Department of Endocrinology, The First Medical Center, Chinese PLA General Hospital, Beijing, China.
Department of Endocrinology, First Hospital of Handan City, Handan, Hebei Province, China.
Echocardiography. 2022 Aug;39(8):1101-1112. doi: 10.1111/echo.15425. Epub 2022 Jul 21.
Gestational diabetes mellitus (GDM) is a complication of pregnancy strongly associated with an increased risk of structural fetal abnormalities. As the fetal heart grows quickly during the late-term pregnancy period, it is important to understand fetal heart growth before birth. This study explored how GDM affects fetal heart growth by evaluating basic echocardiography indicators during late pregnancy.
This prospective, longitudinal study included 63 GDM patients (GDM group) and 67 healthy pregnant women (control group). All subjects underwent fetal echocardiography scans at gestational weeks 28-32, 32-36, and 36-40. Twelve echocardiographic indicators were assessed at each observation and analyzed by using a mixed model.

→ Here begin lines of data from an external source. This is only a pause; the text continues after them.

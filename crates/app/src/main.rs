mod backends;
mod cli;
mod server;

use std::sync::Arc;

use actix_web::web;
use anyhow::{Context, Result};
use clap::Parser;
use ml_core::Detector;
use tracing::info;
use vision::{JpegFrameEncoder, PipelineConfig, PipelineContext, TelemetryOptions, telemetry};

use crate::{
    cli::{Cli, Command, DetectArgs, ServeArgs},
    server::AppState,
};

fn main() {
    if let Err(err) = run() {
        eprintln!("{err:?}");
        std::process::exit(1);
    }
}

fn run() -> Result<()> {
    match Cli::parse().into_command() {
        Command::Serve(args) => run_server(args),
        Command::Detect(args) => run_detect(args),
    }
}

fn run_server(args: ServeArgs) -> Result<()> {
    let _telemetry = telemetry::init(&TelemetryOptions::from(&args.telemetry))?;
    telemetry::init_metrics_recorder();

    let config = PipelineConfig::try_from(args.pipeline)?;
    let loader = backends::model_loader(&config);
    let encoder = Arc::new(JpegFrameEncoder::new(config.jpeg_quality));
    let stream = config.stream.clone();
    let pipeline = Arc::new(PipelineContext::new(
        config,
        backends::camera_backend(),
        loader,
    ));

    let state = web::Data::new(AppState {
        pipeline: pipeline.clone(),
        encoder,
        stream,
    });
    let served = actix_web::rt::System::new().block_on(server::serve(&args.host, args.port, state));

    if pipeline.is_running() {
        let reply = pipeline.stop();
        info!(message = %reply.message, "session stopped on shutdown");
    }
    served
}

fn run_detect(args: DetectArgs) -> Result<()> {
    let _telemetry = telemetry::init(&TelemetryOptions::from(&args.telemetry))?;

    let config = PipelineConfig::try_from(args.pipeline.clone())?;
    let loader = backends::model_loader(&config);
    let mut detector = Detector::load(loader.as_ref(), &config.model, config.class_names.clone())
        .with_context(|| format!("failed to load model {}", config.model.path.display()))?;

    if args.is_video() {
        return run_detect_video(&args, &mut detector, &config);
    }

    let analysis = vision::analyze_file(
        &mut detector,
        &args.input,
        args.output.as_deref(),
        config.thresholds,
        &config.rules,
    )?;
    println!("{}", serde_json::to_string_pretty(&analysis)?);
    Ok(())
}

/// Prints one JSON line per frame, then the totals.
#[cfg(feature = "opencv")]
fn run_detect_video(
    args: &DetectArgs,
    detector: &mut Detector,
    config: &PipelineConfig,
) -> Result<()> {
    use video_ingest::{FrameSource, OpenCvVideoWriter};

    let mut source = FrameSource::new(backends::camera_backend(), Vec::new(), config.capture);
    source
        .open_file(&args.input)
        .with_context(|| format!("failed to open video {}", args.input.display()))?;
    let output = args.video_output();
    let mut writer = OpenCvVideoWriter::new(&output, source.fps());

    let mut print_err = None;
    let analysis = vision::analyze_video(
        detector,
        &mut source,
        Some(&mut writer),
        config.thresholds,
        &config.rules,
        |result| match serde_json::to_string(result) {
            Ok(line) => println!("{line}"),
            Err(err) => {
                print_err.get_or_insert(err);
            }
        },
    )?;
    if let Some(err) = print_err {
        return Err(err).context("failed to serialise a frame result");
    }

    let totals = serde_json::json!({
        "frames": analysis.frames.len(),
        "counters": analysis.counters,
        "output": output,
    });
    println!("{}", serde_json::to_string_pretty(&totals)?);
    info!(output = %output.display(), "annotated video written");
    Ok(())
}

#[cfg(not(feature = "opencv"))]
fn run_detect_video(
    args: &DetectArgs,
    _detector: &mut Detector,
    _config: &PipelineConfig,
) -> Result<()> {
    anyhow::bail!(
        "cannot read video {}: video support not compiled in (enable the `opencv` feature)",
        args.input.display()
    )
}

The left atrial diameter (LA) and left ventricular end-diastolic diameter (LV) similarly increased from the first to the third observation. The right ventricular end-diastolic diameter (RV) was significantly different between the groups, and a group × time interaction was detected. The tricuspid annular peak systolic velocity (s') increased more rapidly in the GDM than the control group during the first to second observations, and the group × time interaction was significant. The increase in the tricuspid annular plane systolic excursion (TAPSE) of the GDM group was "slow-fast", while that of the control group was "fast-slow", during three observations. After adjusting covariates, the group difference and interaction effect of TAPSE and RV remained significant.
The differences in fetal right heart indicators between the GDM and control groups suggest that GDM may affect the structure and functional growth of the fetal right heart during late-term pregnancy.

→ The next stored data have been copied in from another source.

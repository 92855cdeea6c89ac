//! Detection session runtime: the loop, its controller and telemetry.

pub mod detection_loop;
pub mod session;
pub mod telemetry;

pub use detection_loop::{DetectionLoop, LoopState, StepOutcome, StopReason};
pub use session::PipelineContext;
pub use telemetry::{TelemetryGuard, TelemetryOptions};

妊娠期糖尿病(GDM)是一种与胎儿结构畸形风险增加密切相关的妊娠并发症。由于胎儿心脏在晚期妊娠期间快速生长,因此了解胎儿出生前的心脏生长情况非常重要。本研究通过评估晚期妊娠期间基本的超声心动图指标,探讨了 GDM 如何影响胎儿心脏生长。
这是一项前瞻性、纵向研究,纳入了 63 例 GDM 患者(GDM 组)和 67 例健康孕妇(对照组)。所有受试者均在妊娠 28-32 周、32-36 周和 36-40 周时进行胎儿超声心动图检查。在每个观察点评估了 12 项超声心动图指标,并使用混合模型进行分析。

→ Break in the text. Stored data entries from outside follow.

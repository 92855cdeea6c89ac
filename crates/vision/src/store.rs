//! The single synchronised hand-off between the detection loop and readers.
//!
//! Every operation takes the lock once, copies in or out, and releases it.
//! Readers therefore see either the whole previous publish or the whole next
//! one. Encoding and transmission always happen after the lock is dropped.

use std::{
    collections::VecDeque,
    sync::{Arc, Mutex, MutexGuard, PoisonError},
};

use ml_core::FrameResult;

use crate::{counters::Counters, data::AnnotatedFrame};

/// Frames of detection history kept for the results endpoint.
pub const HISTORY_CAPACITY: usize = 50;

/// The latest frame, or the placeholder when nothing has been published since
/// the last reset.
#[derive(Clone, Debug)]
pub struct LatestFrame {
    pub frame: Arc<AnnotatedFrame>,
    pub is_placeholder: bool,
}

/// A consistent view of the store taken under one lock acquisition.
#[derive(Clone, Debug)]
pub struct Snapshot {
    pub latest: LatestFrame,
    /// Oldest first.
    pub history: Vec<FrameResult>,
    pub counters: Counters,
    pub published: u64,
}

#[derive(Default)]
struct StoreState {
    frame: Option<Arc<AnnotatedFrame>>,
    history: VecDeque<FrameResult>,
    counters: Counters,
    published: u64,
}

pub struct FrameStore {
    state: Mutex<StoreState>,
    placeholder: Arc<AnnotatedFrame>,
    capacity: usize,
}

impl FrameStore {
    pub fn new(capacity: usize, placeholder: AnnotatedFrame) -> Self {
        let capacity = capacity.max(1);
        Self {
            state: Mutex::new(StoreState {
                history: VecDeque::with_capacity(capacity),
                ..StoreState::default()
            }),
            placeholder: Arc::new(placeholder),
            capacity,
        }
    }

    /// Replace the latest frame, append its result (evicting the oldest past
    /// capacity) and record the session totals, all in one step.
    pub fn publish(&self, frame: AnnotatedFrame, result: FrameResult, counters: Counters) {
        let frame = Arc::new(frame);
        let mut state = self.lock();
        state.frame = Some(frame);
        state.history.push_back(result);
        while state.history.len() > self.capacity {
            state.history.pop_front();
        }
        state.counters = counters;
        state.published += 1;
    }

    /// Frame plus a copy of the history.
    pub fn latest(&self) -> Snapshot {
        let state = self.lock();
        Snapshot {
            latest: self.frame_of(&state),
            history: state.history.iter().cloned().collect(),
            counters: state.counters,
            published: state.published,
        }
    }

    /// Just the frame; cheaper than [`FrameStore::latest`] for streaming.
    pub fn latest_frame(&self) -> LatestFrame {
        let state = self.lock();
        self.frame_of(&state)
    }

    pub fn history(&self) -> Vec<FrameResult> {
        self.lock().history.iter().cloned().collect()
    }

    pub fn counters(&self) -> (Counters, u64) {
        let state = self.lock();
        (state.counters, state.published)
    }

    /// Forget everything from the previous session.
    pub fn reset(&self) {
        let mut state = self.lock();
        state.frame = None;
        state.history.clear();
        state.counters = Counters::default();
        state.published = 0;
    }

    pub fn placeholder(&self) -> Arc<AnnotatedFrame> {
        self.placeholder.clone()
    }

    fn frame_of(&self, state: &StoreState) -> LatestFrame {
        match &state.frame {
            Some(frame) => LatestFrame {
                frame: frame.clone(),
                is_placeholder: false,
            },
            None => LatestFrame {
                frame: self.placeholder.clone(),
                is_placeholder: true,
            },
        }
    }

    // Each critical section leaves the state valid, so a poisoned lock is
    // still safe to use.
    fn lock(&self) -> MutexGuard<'_, StoreState> {
        self.state.lock().unwrap_or_else(PoisonError::into_inner)
    }
}
//! Normalised detection records shared by the pipeline and its consumers.

use chrono::{DateTime, Utc};
use serde::Serialize;

/// Axis-aligned box in frame pixel coordinates.
#[derive(Clone, Copy, Debug, PartialEq, Serialize)]
pub struct BoundingBox {
    pub x1: f32,
    pub y1: f32,
    pub x2: f32,
    pub y2: f32,
}

impl BoundingBox {
    pub fn from_xyxy([x1, y1, x2, y2]: [f32; 4]) -> Self {
        Self { x1, y1, x2, y2 }
    }
}

/// One labelled object found in a frame. Immutable once produced.
#[derive(Clone, Debug, PartialEq, Serialize)]
pub struct DetectionRecord {
    pub timestamp: DateTime<Utc>,
    pub label: String,
    pub confidence: f32,
    #[serde(skip_serializing_if = "Option::is_none")]
    pub bounding_box: Option<BoundingBox>,
}

/// All detections for one processed frame, in model output order.
#[derive(Clone, Debug, PartialEq, Serialize)]
pub struct FrameResult {
    pub frame_number: u64,
    pub timestamp: DateTime<Utc>,
    pub detections: Vec<DetectionRecord>,
}

impl FrameResult {
    pub fn empty(frame_number: u64, timestamp: DateTime<Utc>) -> Self {
        Self {
            frame_number,
            timestamp,
            detections: Vec::new(),
        }
    }

    pub fn labels(&self) -> impl Iterator<Item = &str> {
        self.detections.iter().map(|det| det.label.as_str())
    }
}

#[cfg(test)]
mod tests {
    use chrono::TimeZone;
    use serde_json::json;

    use super::*;

    #[test]
    fn serialises_with_optional_box() {
        let timestamp = Utc.with_ymd_and_hms(2024, 5, 1, 12, 0, 0).unwrap();
        let result = FrameResult {
            frame_number: 4,
            timestamp,
            detections: vec![
                DetectionRecord {
                    timestamp,
                    label: "Hardhat".into(),
                    confidence: 0.5,
                    bounding_box: Some(BoundingBox::from_xyxy([1.0, 2.0, 3.0, 4.0])),
                },
                DetectionRecord {
                    timestamp,
                    label: "NO-Mask".into(),
                    confidence: 0.25,
                    bounding_box: None,
                },
            ],
        };

        let value = serde_json::to_value(&result).unwrap();
        assert_eq!(value["frame_number"], 4);
        assert_eq!(value["timestamp"], "2024-05-01T12:00:00Z");
        assert_eq!(
            value["detections"][0]["bounding_box"],
            json!({"x1": 1.0, "y1": 2.0, "x2": 3.0, "y2": 4.0})
        );
        assert!(value["detections"][1].get("bounding_box").is_none());
        assert_eq!(result.labels().collect::<Vec<_>>(), vec!["Hardhat", "NO-Mask"]);
    }
}
//! Camera lifecycle: index search on open, validated reads, and release.

use std::{path::Path, sync::Arc};

use tracing::{debug, info, warn};

use crate::{
    device::{CameraBackend, CameraDevice},
    types::{CameraProperty, CaptureError, CaptureSettings, Frame},
};

/// Device indices tried when no explicit camera is configured.
pub const DEFAULT_DEVICE_INDICES: [i32; 3] = [0, 1, 2];

/// Owns at most one open camera handle at a time.
///
/// Opening always releases the previous handle first, and the handle is
/// released on drop, so a source never leaks a device.
pub struct FrameSource {
    backend: Arc<dyn CameraBackend>,
    indices: Vec<i32>,
    settings: CaptureSettings,
    device: Option<Box<dyn CameraDevice>>,
    active_index: Option<i32>,
}

impl FrameSource {
    pub fn new(
        backend: Arc<dyn CameraBackend>,
        indices: Vec<i32>,
        settings: CaptureSettings,
    ) -> Self {
        Self {
            backend,
            indices,
            settings,
            device: None,
            active_index: None,
        }
    }

    /// Try each configured index in order and keep the first that opens.
    ///
    /// Returns the index in use. Property configuration is best-effort.
    pub fn open(&mut self) -> Result<i32, CaptureError> {
        self.release();

        for &index in &self.indices {
            debug!(index, backend = self.backend.name(), "attempting to open camera");
            match self.backend.open_device(index) {
                Ok(mut device) => {
                    configure_device(device.as_mut(), &self.settings, index);
                    info!(index, backend = self.backend.name(), "camera opened");
                    self.device = Some(device);
                    self.active_index = Some(index);
                    return Ok(index);
                }
                Err(err) => {
                    debug!(index, "camera open failed: {err}");
                }
            }
        }

        Err(CaptureError::NoCameraAvailable {
            tried: self.indices.clone(),
        })
    }

    /// Open a video file instead of a device. Frames are read until the first
    /// failed read, which marks the end of the file.
    pub fn open_file(&mut self, path: &Path) -> Result<(), CaptureError> {
        self.release();
        let device = self.backend.open_file(path)?;
        info!(path = %path.display(), backend = self.backend.name(), "video file opened");
        self.device = Some(device);
        Ok(())
    }

    /// Read one frame. Empty or malformed buffers are reported as errors.
    pub fn read(&mut self) -> Result<Frame, CaptureError> {
        let device = self.device.as_mut().ok_or(CaptureError::NotOpen)?;
        let frame = device.read()?;
        if !frame.is_complete() {
            return Err(CaptureError::EmptyFrame);
        }
        Ok(frame)
    }

    /// Release the current handle if one is held. Idempotent.
    pub fn release(&mut self) {
        if let Some(mut device) = self.device.take() {
            device.release();
            match self.active_index.take() {
                Some(index) => info!(index, "camera released"),
                None => debug!("video file released"),
            }
        }
    }

    pub fn is_open(&self) -> bool {
        self.device.is_some()
    }

    pub fn active_index(&self) -> Option<i32> {
        self.active_index
    }

    /// Frame rate reported by the open device, else the requested rate.
    pub fn fps(&self) -> f64 {
        self.device
            .as_ref()
            .and_then(|device| device.property(CameraProperty::Fps))
            .filter(|fps| fps.is_finite() && *fps > 0.0)
            .unwrap_or(self.settings.fps)
    }
}

impl Drop for FrameSource {
    fn drop(&mut self) {
        self.release();
    }
}

fn configure_device(device: &mut dyn CameraDevice, settings: &CaptureSettings, index: i32) {
    let requests = [
        (CameraProperty::FrameWidth, settings.width as f64),
        (CameraProperty::FrameHeight, settings.height as f64),
        (CameraProperty::Fps, settings.fps),
    ];
    for (property, value) in requests {
        if !device.set_property(property, value) {
            warn!(index, ?property, value, "camera rejected property");
        }
    }
}

/// Parse a `/dev/videoX` style identifier or bare integer into a device index.
pub fn parse_device_index(uri: &str) -> Option<i32> {
    if let Ok(index) = uri.parse::<i32>() {
        return Some(index);
    }
    if let Some(stripped) = uri.strip_prefix("/dev/video") {
        if !stripped.is_empty() && stripped.chars().all(|c| c.is_ascii_digit()) {
            return stripped.parse::<i32>().ok();
        }
    }
    None
}

#[cfg(test)]
mod tests {
    use std::sync::{
        Mutex,
        atomic::{AtomicUsize, Ordering},
    };

    use super::*;
    use crate::types::FrameFormat;

    #[derive(Default)]
    struct Calls {
        opens: Mutex<Vec<i32>>,
        releases: AtomicUsize,
        rejected_properties: AtomicUsize,
    }

    struct FakeDevice {
        calls: Arc<Calls>,
        frame_len: usize,
        accept_properties: bool,
    }

    impl CameraDevice for FakeDevice {
        fn read(&mut self) -> Result<Frame, CaptureError> {
            Ok(Frame {
                data: vec![0; self.frame_len],
                width: 2,
                height: 2,
                timestamp_ms: 1,
                format: FrameFormat::Bgr8,
            })
        }

        fn set_property(&mut self, _property: CameraProperty, _value: f64) -> bool {
            if !self.accept_properties {
                self.calls.rejected_properties.fetch_add(1, Ordering::SeqCst);
            }
            self.accept_properties
        }

        fn release(&mut self) {
            self.calls.releases.fetch_add(1, Ordering::SeqCst);
        }
    }

    struct FakeBackend {
        calls: Arc<Calls>,
        working: Vec<i32>,
        frame_len: usize,
        accept_properties: bool,
    }

    impl CameraBackend for FakeBackend {
        fn open_device(&self, index: i32) -> Result<Box<dyn CameraDevice>, CaptureError> {
            self.calls.opens.lock().unwrap().push(index);
            if self.working.contains(&index) {
                Ok(Box::new(FakeDevice {
                    calls: self.calls.clone(),
                    frame_len: self.frame_len,
                    accept_properties: self.accept_properties,
                }))
            } else {
                Err(CaptureError::Open { index })
            }
        }

        fn name(&self) -> &'static str {
            "fake"
        }
    }

    fn source(working: Vec<i32>, frame_len: usize) -> (FrameSource, Arc<Calls>) {
        let calls = Arc::new(Calls::default());
        let backend = FakeBackend {
            calls: calls.clone(),
            working,
            frame_len,
            accept_properties: true,
        };
        let source = FrameSource::new(
            Arc::new(backend),
            DEFAULT_DEVICE_INDICES.to_vec(),
            CaptureSettings::default(),
        );
        (source, calls)
    }

    #[test]
    fn open_uses_first_working_index() {
        let (mut source, calls) = source(vec![1, 2], 12);
        assert_eq!(source.open().unwrap(), 1);
        assert_eq!(*calls.opens.lock().unwrap(), vec![0, 1]);
        assert_eq!(source.active_index(), Some(1));
    }

    #[test]
    fn open_fails_when_every_index_fails() {
        let (mut source, calls) = source(vec![], 12);
        match source.open() {
            Err(CaptureError::NoCameraAvailable { tried }) => assert_eq!(tried, vec![0, 1, 2]),
            other => panic!("unexpected result: {:?}", other.map(|_| ())),
        }
        assert_eq!(*calls.opens.lock().unwrap(), vec![0, 1, 2]);
        assert!(!source.is_open());
    }

    #[test]
    fn rejected_properties_do_not_fail_open() {
        let calls = Arc::new(Calls::default());
        let backend = FakeBackend {
            calls: calls.clone(),
            working: vec![0],
            frame_len: 12,
            accept_properties: false,
        };
        let mut source = FrameSource::new(Arc::new(backend), vec![0], CaptureSettings::default());
        assert_eq!(source.open().unwrap(), 0);
        assert_eq!(calls.rejected_properties.load(Ordering::SeqCst), 3);
    }

    #[test]
    fn reopen_releases_previous_handle() {
        let (mut source, calls) = source(vec![0], 12);
        source.open().unwrap();
        source.open().unwrap();
        assert_eq!(calls.releases.load(Ordering::SeqCst), 1);
        drop(source);
        assert_eq!(calls.releases.load(Ordering::SeqCst), 2);
    }

    #[test]
    fn release_is_idempotent() {
        let (mut source, calls) = source(vec![0], 12);
        source.open().unwrap();
        source.release();
        source.release();
        drop(source);
        assert_eq!(calls.releases.load(Ordering::SeqCst), 1);
    }

    #[test]
    fn read_rejects_short_buffers_and_closed_source() {
        let (mut source, _calls) = source(vec![0], 5);
        assert!(matches!(source.read(), Err(CaptureError::NotOpen)));
        source.open().unwrap();
        assert!(matches!(source.read(), Err(CaptureError::EmptyFrame)));
    }

    #[test]
    fn video_files_need_backend_support() {
        let (mut source, calls) = source(vec![0], 12);
        source.open().unwrap();
        match source.open_file(Path::new("clip.mp4")) {
            Err(CaptureError::OpenFile { path, reason }) => {
                assert_eq!(path, Path::new("clip.mp4"));
                assert!(reason.contains("fake"));
            }
            other => panic!("unexpected result: {:?}", other.map(|_| ())),
        }
        assert!(!source.is_open());
        assert_eq!(source.active_index(), None);
        assert_eq!(calls.releases.load(Ordering::SeqCst), 1);
    }

    #[test]
    fn fps_falls_back_to_requested_rate() {
        let (mut source, _calls) = source(vec![0], 12);
        source.open().unwrap();
        assert_eq!(source.fps(), CaptureSettings::default().fps);
    }

    #[test]
    fn parses_device_identifiers() {
        assert_eq!(parse_device_index("2"), Some(2));
        assert_eq!(parse_device_index("/dev/video4"), Some(4));
        assert_eq!(parse_device_index("/dev/video"), None);
        assert_eq!(parse_device_index("rtsp://cam"), None);
    }
}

左心房直径(LA)和左心室舒张末期直径(LV)均从第一次观察到第三次观察逐渐增加。右心室舒张末期直径(RV)在两组间存在显著差异,且存在组×时间的交互作用。在第一次到第二次观察期间,GDM 组三尖瓣环收缩期峰值速度(s')的增加速度快于对照组,且组×时间的交互作用显著。GDM 组三尖瓣环平面收缩期位移(TAPSE)的增加呈“慢-快”模式,而对照组呈“快-慢”模式。调整协变量后,TAPSE 和 RV 的组间差异和交互作用仍有统计学意义。
GDM 组和对照组胎儿右心指标的差异表明,GDM 可能会影响晚期妊娠胎儿右心的结构和功能生长。